Recovery is a long-distance journey — more like a marathon than a sprint. We prepare ourselves for that journey through acts of compassion and service. We sustain ourselves by finding travelling companions.
Shortly after the marathon bombing, Rev. Taylor described what she saw from the tower of Old South: people were running toward the chaos and confusion and violence, not away from it. Good Samaritans of all kinds attended to those who were wounded, giving warm coats to runners whose bodies were shivering, offering cellphones to call concerned family members and loved ones. At an Interfaith Service, Rev. Taylor said that we in Boston “are shaken but not forsaken. Another’s hate will not make of us haters. Another’s cruelty will only redouble our mercy.”

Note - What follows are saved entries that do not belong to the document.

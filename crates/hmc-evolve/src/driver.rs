//! Sequential HMC loop with scheduled checks and callbacks.

use std::fmt;

use hmc_core::errors::ErrorInfo;
use hmc_core::{Configuration, Hamiltonian, HmcError, RngHandle, Store, TrajectoryRecord};
use serde::{Deserialize, Serialize};
use sha2::{Digest, Sha256};
use tracing::{debug, info, warn};

use crate::evolver::Evolver;
use crate::manager::EvolverManager;

/// Sanity check run on the current record; an error aborts the run.
pub type Check = fn(&TrajectoryRecord) -> Result<(), HmcError>;

/// Everything a callback may look at after a trajectory.
pub struct TrajectoryContext<'a> {
    /// Global trajectory index.
    pub itr: usize,
    /// Record produced by the trajectory.
    pub record: &'a TrajectoryRecord,
    /// Generator state after the trajectory.
    pub rng: &'a RngHandle,
    /// Evolver in its state after the trajectory.
    pub evolver: &'a dyn Evolver,
    /// Manager used to persist the evolver.
    pub manager: &'a EvolverManager,
    /// Output store, if the run writes one.
    pub store: Option<&'a mut Store>,
}

impl TrajectoryContext<'_> {
    /// Returns the output store or a [`HmcError::Config`] naming `callback`.
    pub fn require_store(&mut self, callback: &str) -> Result<&mut Store, HmcError> {
        self.store.as_deref_mut().ok_or_else(|| {
            HmcError::Config(
                ErrorInfo::new("missing-store", "callback needs an output store")
                    .with_context("callback", callback),
            )
        })
    }
}

/// Work scheduled after trajectories: writers and measurements.
pub trait Callback {
    /// Short name used in logs and errors.
    fn name(&self) -> &str;

    /// Invoked after every trajectory whose index is a multiple of the frequency.
    fn on_trajectory(&mut self, ctx: &mut TrajectoryContext<'_>) -> Result<(), HmcError>;

    /// Persists accumulated results at `path`.
    fn save(&self, _store: &mut Store, _path: &str) -> Result<(), HmcError> {
        Ok(())
    }
}

impl<T: Callback + ?Sized> Callback for &mut T {
    fn name(&self) -> &str {
        (**self).name()
    }

    fn on_trajectory(&mut self, ctx: &mut TrajectoryContext<'_>) -> Result<(), HmcError> {
        (**self).on_trajectory(ctx)
    }

    fn save(&self, store: &mut Store, path: &str) -> Result<(), HmcError> {
        (**self).save(store, path)
    }
}

/// Checks and callbacks with their frequencies, run in insertion order.
#[derive(Default)]
pub struct Schedule<'a> {
    checks: Vec<(usize, Check)>,
    callbacks: Vec<(usize, Box<dyn Callback + 'a>)>,
}

impl<'a> Schedule<'a> {
    /// Creates an empty schedule.
    pub fn new() -> Self {
        Self::default()
    }

    /// Runs `check` after every trajectory with `itr % freq == 0`.
    pub fn check(mut self, freq: usize, check: Check) -> Result<Self, HmcError> {
        ensure_frequency("check", freq)?;
        self.checks.push((freq, check));
        Ok(self)
    }

    /// Runs `callback` after every trajectory with `itr % freq == 0`.
    pub fn callback(
        mut self,
        freq: usize,
        callback: impl Callback + 'a,
    ) -> Result<Self, HmcError> {
        ensure_frequency(callback.name(), freq)?;
        self.callbacks.push((freq, Box::new(callback)));
        Ok(self)
    }

    /// Number of scheduled checks and callbacks.
    pub fn len(&self) -> usize {
        self.checks.len() + self.callbacks.len()
    }

    /// True if nothing is scheduled.
    pub fn is_empty(&self) -> bool {
        self.len() == 0
    }
}

impl fmt::Debug for Schedule<'_> {
    fn fmt(&self, f: &mut fmt::Formatter<'_>) -> fmt::Result {
        f.debug_struct("Schedule")
            .field(
                "checks",
                &self.checks.iter().map(|(freq, _)| *freq).collect::<Vec<_>>(),
            )
            .field(
                "callbacks",
                &self
                    .callbacks
                    .iter()
                    .map(|(freq, cb)| (cb.name().to_owned(), *freq))
                    .collect::<Vec<_>>(),
            )
            .finish()
    }
}

fn ensure_frequency(what: &str, freq: usize) -> Result<(), HmcError> {
    if freq == 0 {
        return Err(HmcError::Config(
            ErrorInfo::new("zero-frequency", "frequency must be at least 1").with_context("item", what),
        ));
    }
    Ok(())
}

/// Shared collaborators of a run.
#[derive(Debug)]
pub struct RunContext<'a> {
    /// Manager used by checkpoint writers.
    pub manager: &'a EvolverManager,
    /// Output store.
    pub store: Option<&'a mut Store>,
    /// Global index of the first trajectory of this call.
    pub itr_offset: usize,
}

impl<'a> RunContext<'a> {
    /// Context without a store starting at trajectory 0.
    pub fn new(manager: &'a EvolverManager) -> Self {
        Self {
            manager,
            store: None,
            itr_offset: 0,
        }
    }

    /// Attaches an output store.
    pub fn with_store(mut self, store: &'a mut Store) -> Self {
        self.store = Some(store);
        self
    }

    /// Sets the global index of the first trajectory.
    pub fn with_offset(mut self, itr_offset: usize) -> Self {
        self.itr_offset = itr_offset;
        self
    }
}

/// Outcome of a call to [`hmc`].
#[derive(Debug, Clone, Serialize, Deserialize, PartialEq)]
pub struct RunSummary {
    /// Last record produced.
    pub record: TrajectoryRecord,
    /// Number of trajectories evolved by this call.
    pub trajectories: usize,
    /// Number of records that moved away from their start point.
    pub accepted: usize,
    /// `accepted / trajectories`, zero for an empty run.
    pub acceptance_rate: f64,
    /// `traj_point` of every trajectory in order.
    pub traj_points: Vec<i64>,
    /// SHA-256 of the canonical JSON of the final configuration.
    pub final_configuration_hash: String,
}

/// Hex encoded SHA-256 of the canonical JSON form of `phi`.
pub fn configuration_hash(phi: &Configuration) -> Result<String, HmcError> {
    let json = serde_json::to_vec(phi)
        .map_err(|err| HmcError::Store(ErrorInfo::new("configuration-serialize", err.to_string())))?;
    Ok(hex::encode(Sha256::digest(&json)))
}

/// Evolves `ntraj` trajectories starting from `initial`.
///
/// The initial action is evaluated once through `hamiltonian`.
pub fn hmc(
    initial: &Configuration,
    hamiltonian: &Hamiltonian,
    evolver: &mut dyn Evolver,
    ntraj: usize,
    rng: &mut RngHandle,
    schedule: Schedule<'_>,
    context: RunContext<'_>,
) -> Result<RunSummary, HmcError> {
    let action = hamiltonian.eval_action(initial)?;
    let start = TrajectoryRecord::new(initial.clone(), action, 0);
    hmc_from_record(start, evolver, ntraj, rng, schedule, context)
}

/// Evolves `ntraj` trajectories starting from an existing record.
///
/// Used when resuming from a checkpoint, where the action is already known.
pub fn hmc_from_record(
    start: TrajectoryRecord,
    evolver: &mut dyn Evolver,
    ntraj: usize,
    rng: &mut RngHandle,
    mut schedule: Schedule<'_>,
    mut context: RunContext<'_>,
) -> Result<RunSummary, HmcError> {
    hmc_core::ensure_finite_action(start.action)?;
    info!(
        evolver = evolver.type_name(),
        ntraj,
        offset = context.itr_offset,
        "starting hmc run"
    );

    let mut current = start;
    let mut accepted = 0usize;
    let mut traj_points = Vec::with_capacity(ntraj);

    for itr in context.itr_offset..context.itr_offset + ntraj {
        current = evolver.evolve(&current, rng)?;
        if current.accepted() {
            accepted += 1;
        }
        traj_points.push(current.traj_point);
        debug!(
            itr,
            traj_point = current.traj_point,
            action_re = current.action.re,
            action_im = current.action.im,
            "trajectory"
        );

        for (freq, check) in &schedule.checks {
            if itr % freq == 0 {
                if let Err(err) = check(&current) {
                    warn!(itr, error = %err, "check failed");
                    return Err(err);
                }
            }
        }

        let mut ctx = TrajectoryContext {
            itr,
            record: &current,
            rng: &*rng,
            evolver: &*evolver,
            manager: context.manager,
            store: context.store.as_deref_mut(),
        };
        for (freq, callback) in schedule.callbacks.iter_mut() {
            if itr % *freq == 0 {
                callback.on_trajectory(&mut ctx)?;
            }
        }
    }

    let acceptance_rate = if ntraj == 0 {
        0.0
    } else {
        accepted as f64 / ntraj as f64
    };
    let final_configuration_hash = configuration_hash(&current.phi)?;
    info!(
        trajectories = ntraj,
        accepted,
        acceptance_rate,
        hash = %final_configuration_hash,
        "finished hmc run"
    );
    Ok(RunSummary {
        record: current,
        trajectories: ntraj,
        accepted,
        acceptance_rate,
        traj_points,
        final_configuration_hash,
    })
}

Her words have proven true. Old South was soon decorated with a large banner filled with words of support and prayers from the members of the Mayflower Congregational Church. That’s a church in Oklahoma City, not far from the site of the Alfred P. Murrah Federal Building that was destroyed in the 1995 bombing. These two congregations found a healing bond in their common experience of pain and suffering. People of good will run toward the violence and chaos to offer support and assistance.
After the police completed their investigation and opened the area around the finish line to the public, many interfaith events marked the occasion. One of the most notable was a procession led by leaders of the Central Reformed Temple and Emmanuel Episcopal Church. It included clergy and people of faith from many congregations walking together for the purpose of “reclaiming and reconsecrating the defiled streets of our city.” They walked behind a large brass cross from Emmanuel and the Torah scrolls from the temple. Several clergy reported that they had never before seen a group of religious people walk behind diverse religious symbols. The image of this multi-faith procession is strikingly beautiful and the story was reported by the news outlets around the world.